But FDA experts and others said the data doesn’t support that view. In closing arguments, Peter Stein, director of the Office of New Drugs at the FDA’s Center for Drug Evaluation and Research, agreed on the urgent need for a drug to reduce the incidence of premature birth, one of the leading causes of infant mortality in the United States. But he said the data indicates Makena is not that drug.
“Hope is a reason to keep looking for options that are effective,” he said. “Hope is not a reason to take a drug that has not been shown to be effective or to keep it on the market.”
The recommendations of the independent advisory panel are not binding, although the agency generally follows their advice. Removing a drug from the market is a very unusual step.
The three-day hearing was an emotional one for both members of the public and members of the Advisory Committee on Obstetrics, Reproduction and Urologic Medicines.
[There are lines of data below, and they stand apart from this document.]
mod app;
mod help;
use crate::app::{App, Options};
use anyhow::Context;
use gridcal::calendar::{parse_weekday, Weekdays};
use lexopt::{Arg, Parser, ValueExt};
use ratatui::DefaultTerminal;
use time::{
    format_description::BorrowedFormatItem, macros::format_description, Date, OffsetDateTime,
    Weekday,
};

static YMD_FMT: &[BorrowedFormatItem<'_>] = format_description!("[year]-[month]-[day]");

#[derive(Clone, Debug, Eq, PartialEq)]
enum Command {
    Run {
        date: Option<Date>,
        start_of_week: Weekday,
        weekdays: Weekdays,
        week_tab: bool,
    },
    Help,
    Version,
}

impl Command {
    fn from_parser(mut parser: Parser) -> Result<Command, lexopt::Error> {
        let mut date = None;
        let mut start_of_week = Weekday::Sunday;
        let mut weekdays = Weekdays::default();
        let mut week_tab = false;
        while let Some(arg) = parser.next()? {
            match arg {
                Arg::Short('h') | Arg::Long("help") => return Ok(Command::Help),
                Arg::Short('V') | Arg::Long("version") => return Ok(Command::Version),
                Arg::Short('w') | Arg::Long("week") => week_tab = true,
                Arg::Short('s') | Arg::Long("start") => {
                    start_of_week = parser.value()?.parse_with(parse_weekday)?;
                }
                Arg::Short('d') | Arg::Long("weekdays") => weekdays = parser.value()?.parse()?,
                Arg::Value(value) if date.is_none() => {
                    let value = value.string()?;
                    match Date::parse(&value, &YMD_FMT) {
                        Ok(d) => date = Some(d),
                        Err(e) => {
                            return Err(lexopt::Error::ParsingFailed {
                                value,
                                error: Box::new(e),
                            })
                        }
                    }
                }
                _ => return Err(arg.unexpected()),
            }
        }
        Ok(Command::Run {
            date,
            start_of_week,
            weekdays,
            week_tab,
        })
    }

    fn run(self) -> anyhow::Result<()> {
        match self {
            Command::Run {
                date,
                start_of_week,
                weekdays,
                week_tab,
            } => {
                let today = OffsetDateTime::now_local()
                    .context("failed to determine local date")?
                    .date();
                let opts = Options {
                    date: date.unwrap_or(today),
                    start_of_week,
                    weekdays,
                    week_tab,
                };
                with_terminal(|mut terminal| {
                    terminal.hide_cursor().context("failed to hide cursor")?;
                    App::new(today, opts)
                        .run(terminal)
                        .context("terminal I/O failed")?;
                    Ok(())
                })
            }
            Command::Help => {
                println!("Usage: gridcal [<options>] [YYYY-MM-DD]");
                println!();
                println!("Browse a month or a week of the calendar in the terminal");
                println!();
                println!("Options:");
                println!("  -s, --start <weekday>  Begin each week on this day [default: Sunday]");
                println!("  -d, --weekdays <list>  Comma-separated days to show [default: all]");
                println!("  -w, --week             Open on the week view");
                println!("  -h, --help             Display this help message and exit");
                println!("  -V, --version          Show the program version and exit");
                Ok(())
            }
            Command::Version => {
                println!("{} {}", env!("CARGO_PKG_NAME"), env!("CARGO_PKG_VERSION"));
                Ok(())
            }
        }
    }
}

fn main() -> anyhow::Result<()> {
    Command::from_parser(Parser::from_env())?.run()
}

fn with_terminal<F, T>(func: F) -> anyhow::Result<T>
where
    F: FnOnce(DefaultTerminal) -> anyhow::Result<T>,
{
    let terminal = ratatui::init();
    let r = func(terminal);
    ratatui::restore();
    r
}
Several health groups supported keeping Makena on the market while more studies are done, concerned that removing it could deepen racial health disparities. “We believe that removing access will have a detrimental impact on the health of women and birth givers at risk of recurrent preterm birth and will not affect all women equally,” said Martha Nolan, senior policy advisor for HealthyWomen. , a nonprofit reproductive health group focused on helping women make informed decisions about their care.
Members of the panel, which is made up of maternal health experts, neonatologists, statisticians and other experts, recounted their distress over data from a large trial of Makena that showed no benefit for the drug when there are no good alternatives for women with high risk. to deliver early.
“I’m so disappointed. … I wish we weren’t sitting here today,” one member said.
Another, Esther Eisenberg, a reproductive endocrinologist, said she supported withdrawing the drug, “but I’m very conflicted. This is a very, very difficult question.”
Cassandra Henderson, a maternal-fetal medicine specialist in New York City who was the only member of the panel to argue that the large clinical trial held promise for some subgroups of patients and who voted to keep the drug on the market, said that she was concerned about the underrepresentation of minority women on trial, as “we know that race is kind of a proxy for racism and all structural inequalities.”
Drugmaker Covis Pharma and its sponsors have argued that the study may have lost its benefit in high-risk populations in the United States because the participants were mostly Eastern European and only 7 percent black. in a presentation With the FDA, the drug company called the latest trial “flawed,” not only because of its racial demographics, but also because the population was low risk and women had access to national health care systems that differ greatly from those complex fragmented systems. system in the United States.
Raghav Chari, chief innovation officer at Covis Pharma, had testified that the company was willing to work with the agency to limit the use of Makena to only “a higher risk target population” and would also agree to stop active promotion of the drug. .
He called this a “practical approach” that would allow individual doctors, in consultation with their patients, to make decisions about whether use of the drug might be helpful.
“We are not proposing that race biologically differentiates patients,” he said Wednesday. “At the same time, it is well documented that preterm birth disproportionately affects black and other minority women in the United States. These and other social determinants of risk are factors in defining the highest-risk population in which Makena is most likely to be effective.”
But Joseph Alukal, a urologist who is director of men’s health at NewYork-Presbyterian/Columbia University Irving Medical Center, suggested that the racial inequality argument “implies that the drug is effective and implies that the drug is safe” when in fact We don’t have an answer on what.
Makena was approved by the FDA in 2011 under an accelerated approval program for drugs that treat serious conditions for which there are no treatments. Drug manufacturers are then required to conduct studies confirming the drug’s benefits in order to continue selling the drug. But the debate over the effectiveness of Makena more than a decade after its approval underlines the complexities of that program, highlighting how it can take years for the agency to remove a drug from the market even if officials believe it is ineffective.
In the case of Makena, the FDA’s Center for Drug Evaluation and Research proposed withdrawal of the market in October 2020, a move that followed a 9-7 vote by an expert advisory panel past year withdraw it from the market based on the disappointing results of a large confirmatory study. But regulatory requirements, as well as the pandemic, have slowed the process.
The FDA’s Stein argued that leaving Makena on the market for limited use “would change the intent of the fast track.” He argued that “in the absence of evidence of effectiveness, we are left only with risk. The benefit-risk balance for Makena is not favorable”.
Francesco Tallarico, head of policy and government affairs at Covis, said the company was “obviously very disappointed” with the advisory committee’s vote. The company will “continue to have a dialogue” with the FDA before making decisions about whether to move forward with a new randomized controlled trial, he said.
The FDA’s decision will not come immediately. Within 45 days of the publication of the hearing transcript, the meeting chair, Celia M. Witten, deputy director of the FDA’s Center for Biological Evaluation and Research, will publish a report on the panel’s recommendations that also contains their own views.
Then the evaluation and research center and Covis will have 45 days to comment. Later, FDA Commissioner Robert Califf and the agency’s chief scientist will review the information and make a decision, which they “plan to make … quickly,” said FDA spokeswoman Shannon Hatch.